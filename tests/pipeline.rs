//! End-to-end runs of the design pipeline with the built-in engine.

use std::collections::BTreeSet;
use std::fs;
use std::path::{Path, PathBuf};

use primer_batch::app::pipeline::{ConfigSource, DesignRequest, run_design};
use primer_batch::batch::BatchOrchestrator;
use primer_batch::config::{ConfigBundle, GC_RICH, Preset, RawConfig};
use primer_batch::data::{TestDataSpec, write_test_fasta};
use primer_batch::domain::{OutputFormat, ScheduleMode};
use primer_batch::engine::WindowScanEngine;
use primer_batch::error::StatsError;
use primer_batch::io::config_file::save_config_file;
use primer_batch::io::export::{PrimerRow, write_results};
use primer_batch::report::summarize;

fn three_templates(dir: &Path) -> PathBuf {
    let path = dir.join("templates.fasta");
    let spec = TestDataSpec {
        count: 3,
        min_length: 500,
        max_length: 500,
        gc_min: 0.45,
        gc_max: 0.55,
        seed: Some(2024),
    };
    write_test_fasta(&path, &spec).unwrap();
    path
}

fn read_rows(path: &Path) -> Vec<csv::StringRecord> {
    let mut reader = csv::Reader::from_path(path).unwrap();
    let header: Vec<String> = reader.headers().unwrap().iter().map(String::from).collect();
    assert_eq!(header, PrimerRow::HEADER);
    reader.records().map(Result::unwrap).collect()
}

fn num(row: &csv::StringRecord, idx: usize) -> f64 {
    row[idx].parse().unwrap()
}

#[test]
fn standard_preset_results_respect_the_bundle() {
    let dir = tempfile::tempdir().unwrap();
    let mut request = DesignRequest::new(three_templates(dir.path()));
    request.schedule = ScheduleMode::Sequential;
    request.pairs_per_sequence = 2;

    let run = run_design(&request).unwrap();
    assert_eq!(run.attempted, 3);
    assert_eq!(run.succeeded + run.failures.len(), 3);
    assert!(run.succeeded <= run.attempted);

    let rows = read_rows(&run.output_path);
    assert_eq!(rows.len(), run.results_written);
    assert!(rows.len() <= 6);

    let cfg = ConfigBundle::DEFAULT;
    for row in &rows {
        for (tm, gc, len) in [(3, 5, 7), (4, 6, 8)] {
            assert!((cfg.primer_min_tm..=cfg.primer_max_tm).contains(&num(row, tm)));
            assert!((cfg.primer_min_gc..=cfg.primer_max_gc).contains(&num(row, gc)));
            let len = num(row, len) as u32;
            assert!((cfg.primer_min_size..=cfg.primer_max_size).contains(&len));
        }
        let product = num(row, 9) as u32;
        assert!(cfg.product_size_range.contains(product));
        assert!(row[1].bytes().all(|b| b"ACGT".contains(&b)));
    }

    if run.results_written > 0 {
        let stats = run.stats.unwrap();
        assert_eq!(stats.total_primers, run.results_written);
        assert!(stats.tm_statistics.forward.min <= stats.tm_statistics.forward.mean);
    }
}

#[test]
fn parallel_and_sequential_agree() {
    let dir = tempfile::tempdir().unwrap();
    let input = three_templates(dir.path());

    let mut seq = DesignRequest::new(&input);
    seq.schedule = ScheduleMode::Sequential;
    seq.output = Some(dir.path().join("seq.csv"));
    let mut par = DesignRequest::new(&input);
    par.schedule = ScheduleMode::Parallel { workers: Some(3) };
    par.output = Some(dir.path().join("par.csv"));

    let a = run_design(&seq).unwrap();
    let b = run_design(&par).unwrap();
    assert_eq!(a.succeeded, b.succeeded);

    let set = |p: &Path| -> BTreeSet<Vec<String>> {
        read_rows(p)
            .iter()
            .map(|r| r.iter().map(String::from).collect())
            .collect()
    };
    assert_eq!(set(&a.output_path), set(&b.output_path));
}

#[test]
fn streaming_matches_batch_output() {
    let dir = tempfile::tempdir().unwrap();
    let input = three_templates(dir.path());

    let mut batch = DesignRequest::new(&input);
    batch.schedule = ScheduleMode::Sequential;
    batch.output = Some(dir.path().join("batch.csv"));
    let mut stream = batch.clone();
    stream.streaming = true;
    stream.output = Some(dir.path().join("stream.csv"));

    let a = run_design(&batch).unwrap();
    let b = run_design(&stream).unwrap();
    assert_eq!(a.attempted, b.attempted);
    assert_eq!(a.results_written, b.results_written);
    let streamed = fs::read_to_string(&b.output_path).unwrap();
    if b.results_written == 0 {
        assert_eq!(streamed, "");
    } else {
        assert_eq!(fs::read_to_string(&a.output_path).unwrap(), streamed);
    }
}

#[test]
fn json_output_carries_metadata() {
    let dir = tempfile::tempdir().unwrap();
    let mut request = DesignRequest::new(three_templates(dir.path()));
    request.format = OutputFormat::Json;
    request.config = ConfigSource::Preset(Preset::GcPoor);

    let run = run_design(&request).unwrap();
    assert_eq!(run.output_path, dir.path().join("templates.primers.json"));

    let value: serde_json::Value =
        serde_json::from_str(&fs::read_to_string(&run.output_path).unwrap()).unwrap();
    let primers = value["primers"].as_array().unwrap();
    assert_eq!(value["metadata"]["total_primers"], primers.len());
    assert_eq!(primers.len(), run.results_written);
    assert_eq!(value["metadata"]["config_summary"]["primer_size_range"], "16-22 bp");
}

#[test]
fn custom_config_file_drives_the_run() {
    let dir = tempfile::tempdir().unwrap();
    let cfg_path = dir.path().join("custom.json");
    save_config_file(&GC_RICH, &cfg_path, true).unwrap();

    let mut request = DesignRequest::new(three_templates(dir.path()));
    request.config = ConfigSource::File(cfg_path);
    let run = run_design(&request).unwrap();
    assert_eq!(run.config, GC_RICH);
    assert_eq!(run.config_name, "custom (custom.json)");
    assert_eq!(run.attempted, 3);
}

#[test]
fn empty_batch_writes_header_only() {
    let dir = tempfile::tempdir().unwrap();
    let orchestrator = BatchOrchestrator::new(WindowScanEngine, ConfigBundle::DEFAULT);
    let batch = orchestrator.run(&[], ScheduleMode::Sequential).unwrap();
    assert_eq!(batch.attempted, 0);
    assert_eq!(batch.success_rate(), 0.0);

    let path = dir.path().join("empty.csv");
    write_results(&batch.results, &path, OutputFormat::Csv, &ConfigBundle::DEFAULT).unwrap();
    assert!(read_rows(&path).is_empty());
    assert_eq!(summarize(&batch.results).unwrap_err(), StatsError::EmptyBatch);
}

#[test]
fn inverted_product_range_is_rejected() {
    let raw = RawConfig {
        product_size_range: vec![200, 100],
        ..RawConfig::default()
    };
    let err = ConfigBundle::validate(&raw).unwrap_err();
    assert!(err.names_field("product_size_range"));
}
//! Shared "design pipeline" logic.
//!
//! Keeping this in one place avoids duplicating the core workflow:
//! FASTA check -> configuration -> batch or streaming design -> output file
//!
//! `app` then only decides what to print.

use std::path::{Path, PathBuf};

use tracing::{info, warn};

use crate::batch::{BatchOrchestrator, StreamSummary, StreamingPipeline};
use crate::config::{ConfigBundle, Preset};
use crate::domain::{ItemFailure, OutputFormat, ScheduleMode};
use crate::engine::{PrimerDesignEngine, WindowScanEngine};
use crate::error::AppError;
use crate::io::config_file::load_config_file;
use crate::io::export::{
    CsvStreamSink, JsonStreamSink, ResultSink, check_output_extension, default_output_path,
    write_results,
};
use crate::io::ingest::{
    DEFAULT_MIN_LENGTH, FastaReport, FastaSource, load_sequences, validate_fasta,
};
use crate::report::{BatchStats, summarize};

/// Where the design parameters come from.
#[derive(Debug, Clone, PartialEq)]
pub enum ConfigSource {
    Preset(Preset),
    File(PathBuf),
}

impl ConfigSource {
    /// The bundle plus a display name.
    pub fn resolve(&self) -> Result<(String, ConfigBundle), AppError> {
        match self {
            ConfigSource::Preset(p) => Ok((p.name().to_string(), *p.bundle())),
            ConfigSource::File(path) => {
                let config = load_config_file(path)?;
                let name = path
                    .file_name()
                    .map(|n| n.to_string_lossy().into_owned())
                    .unwrap_or_else(|| path.display().to_string());
                Ok((format!("custom ({name})"), config))
            }
        }
    }
}

/// Everything one `design` run needs.
#[derive(Debug, Clone)]
pub struct DesignRequest {
    pub input: PathBuf,
    /// `None` writes next to the input.
    pub output: Option<PathBuf>,
    pub format: OutputFormat,
    pub config: ConfigSource,
    pub schedule: ScheduleMode,
    pub streaming: bool,
    pub pairs_per_sequence: usize,
    pub min_length: usize,
}

impl DesignRequest {
    pub fn new(input: impl Into<PathBuf>) -> Self {
        Self {
            input: input.into(),
            output: None,
            format: OutputFormat::Csv,
            config: ConfigSource::Preset(Preset::Standard),
            schedule: ScheduleMode::Parallel { workers: None },
            streaming: false,
            pairs_per_sequence: 1,
            min_length: DEFAULT_MIN_LENGTH,
        }
    }

    pub fn output_path(&self) -> PathBuf {
        self.output
            .clone()
            .unwrap_or_else(|| default_output_path(&self.input, self.format))
    }
}

/// All computed outputs of a single `design` run.
#[derive(Debug, Clone)]
pub struct RunOutput {
    pub fasta: FastaReport,
    pub config_name: String,
    pub config: ConfigBundle,
    pub output_path: PathBuf,
    pub attempted: usize,
    pub succeeded: usize,
    pub results_written: usize,
    pub failures: Vec<ItemFailure>,
    /// Only in batch mode and only when something was designed.
    pub stats: Option<BatchStats>,
}

/// Check the FASTA file. Zero valid sequences is a "no data" error.
pub fn check_fasta(path: &Path, min_length: usize) -> Result<FastaReport, AppError> {
    let report = validate_fasta(path, min_length)?;
    if !report.is_usable() {
        return Err(AppError::new(
            3,
            format!("No valid DNA sequences found in {}", path.display()),
        ));
    }
    Ok(report)
}

/// Execute the full design pipeline with the built-in engine.
pub fn run_design(request: &DesignRequest) -> Result<RunOutput, AppError> {
    run_design_with(WindowScanEngine, request)
}

/// Execute the design pipeline with a caller-supplied engine.
pub fn run_design_with<E: PrimerDesignEngine>(
    engine: E,
    request: &DesignRequest,
) -> Result<RunOutput, AppError> {
    // 1) Check the input before doing any work.
    let fasta = check_fasta(&request.input, request.min_length)?;

    // 2) Resolve parameters.
    let (config_name, config) = request.config.resolve()?;

    // 3) Decide where results go.
    let output_path = request.output_path();
    if request.output.is_some() {
        check_output_extension(&output_path, request.format);
    }
    info!(
        input = %request.input.display(),
        output = %output_path.display(),
        config = %config_name,
        streaming = request.streaming,
        "design run configured"
    );

    // 4) Design and write.
    if request.streaming {
        let pipeline = StreamingPipeline::new(engine, config)
            .pairs_per_sequence(request.pairs_per_sequence)?
            .min_length(request.min_length);
        let source = FastaSource::open(&request.input)?;
        let summary = match request.format {
            OutputFormat::Csv => {
                stream_into(&pipeline, source, CsvStreamSink::create(&output_path)?)?
            }
            OutputFormat::Json => {
                stream_into(&pipeline, source, JsonStreamSink::create(&output_path)?)?
            }
        };
        return Ok(RunOutput {
            fasta,
            config_name,
            config,
            output_path,
            attempted: summary.attempted,
            succeeded: summary.succeeded,
            results_written: summary.results_written,
            failures: summary.failures,
            stats: None,
        });
    }

    let loaded = load_sequences(&request.input, request.min_length)?;
    let orchestrator =
        BatchOrchestrator::new(engine, config).pairs_per_sequence(request.pairs_per_sequence)?;
    let batch = orchestrator.run(&loaded.records, request.schedule)?;
    write_results(&batch.results, &output_path, request.format, &config)?;

    // 5) Statistics over whatever was designed.
    let stats = match summarize(&batch.results) {
        Ok(stats) => Some(stats),
        Err(e) => {
            warn!(error = %e, "no statistics for this run");
            None
        }
    };

    Ok(RunOutput {
        fasta,
        config_name,
        config,
        output_path,
        attempted: batch.attempted,
        succeeded: batch.succeeded,
        results_written: batch.results.len(),
        failures: batch.failures,
        stats,
    })
}

fn stream_into<E, S>(
    pipeline: &StreamingPipeline<E>,
    source: FastaSource,
    sink: S,
) -> Result<StreamSummary, AppError>
where
    E: PrimerDesignEngine,
    S: ResultSink,
{
    Ok(pipeline.run(source, sink)?)
}

#[cfg(test)]
mod tests {
    use super::*;
    use crate::batch::testing::ScriptedEngine;
    use std::fs;

    fn fasta(dir: &Path, entries: &[(&str, usize)]) -> PathBuf {
        let path = dir.join("input.fasta");
        let text: String = entries
            .iter()
            .map(|(id, len)| format!(">{id}\n{}\n", "ACGT".repeat(len / 4)))
            .collect();
        fs::write(&path, text).unwrap();
        path
    }

    #[test]
    fn batch_run_writes_default_output() {
        let dir = tempfile::tempdir().unwrap();
        let input = fasta(dir.path(), &[("a", 200), ("fail-b", 200), ("tiny", 20)]);
        let mut request = DesignRequest::new(&input);
        request.schedule = ScheduleMode::Sequential;

        let run = run_design_with(ScriptedEngine::default(), &request).unwrap();
        assert_eq!(run.fasta.total, 3);
        assert_eq!(run.fasta.valid, 2);
        assert_eq!(run.attempted, 2);
        assert_eq!(run.succeeded, 1);
        assert_eq!(run.results_written, 1);
        assert_eq!(run.config_name, "standard");
        assert_eq!(run.output_path, dir.path().join("input.primers.csv"));
        assert!(run.output_path.exists());
        assert_eq!(run.stats.unwrap().total_primers, 1);
    }

    #[test]
    fn streaming_json_run() {
        let dir = tempfile::tempdir().unwrap();
        let input = fasta(dir.path(), &[("a", 200), ("b", 200)]);
        let mut request = DesignRequest::new(&input);
        request.streaming = true;
        request.format = OutputFormat::Json;
        request.pairs_per_sequence = 2;
        request.output = Some(dir.path().join("out/results.json"));

        let run = run_design_with(ScriptedEngine::default(), &request).unwrap();
        assert_eq!(run.results_written, 4);
        assert!(run.stats.is_none());
        let value: serde_json::Value =
            serde_json::from_str(&fs::read_to_string(&run.output_path).unwrap()).unwrap();
        assert_eq!(value.as_array().unwrap().len(), 4);
    }

    #[test]
    fn unusable_input_is_a_no_data_error() {
        let dir = tempfile::tempdir().unwrap();
        let input = fasta(dir.path(), &[("tiny", 20)]);
        let err = run_design_with(ScriptedEngine::default(), &DesignRequest::new(&input))
            .unwrap_err();
        assert_eq!(err.exit_code(), 3);

        let missing = DesignRequest::new(dir.path().join("missing.fasta"));
        assert_eq!(run_design(&missing).unwrap_err().exit_code(), 2);
    }

    #[test]
    fn bad_custom_config_is_an_input_error() {
        let dir = tempfile::tempdir().unwrap();
        let input = fasta(dir.path(), &[("a", 200)]);
        let cfg = dir.path().join("cfg.json");
        fs::write(&cfg, r#"{ "product_size_range": [200, 100] }"#).unwrap();

        let mut request = DesignRequest::new(&input);
        request.config = ConfigSource::File(cfg);
        let err = run_design_with(ScriptedEngine::default(), &request).unwrap_err();
        assert_eq!(err.exit_code(), 2);
        assert!(err.to_string().contains("product_size_range"));
        assert!(!dir.path().join("input.primers.csv").exists());
    }
}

=======

Task statement: Above are the records. Identify each line that contains the word "ResultSink".

Written response:
    CsvStreamSink, JsonStreamSink, ResultSink, check_output_extension, default_output_path,
    S: ResultSink,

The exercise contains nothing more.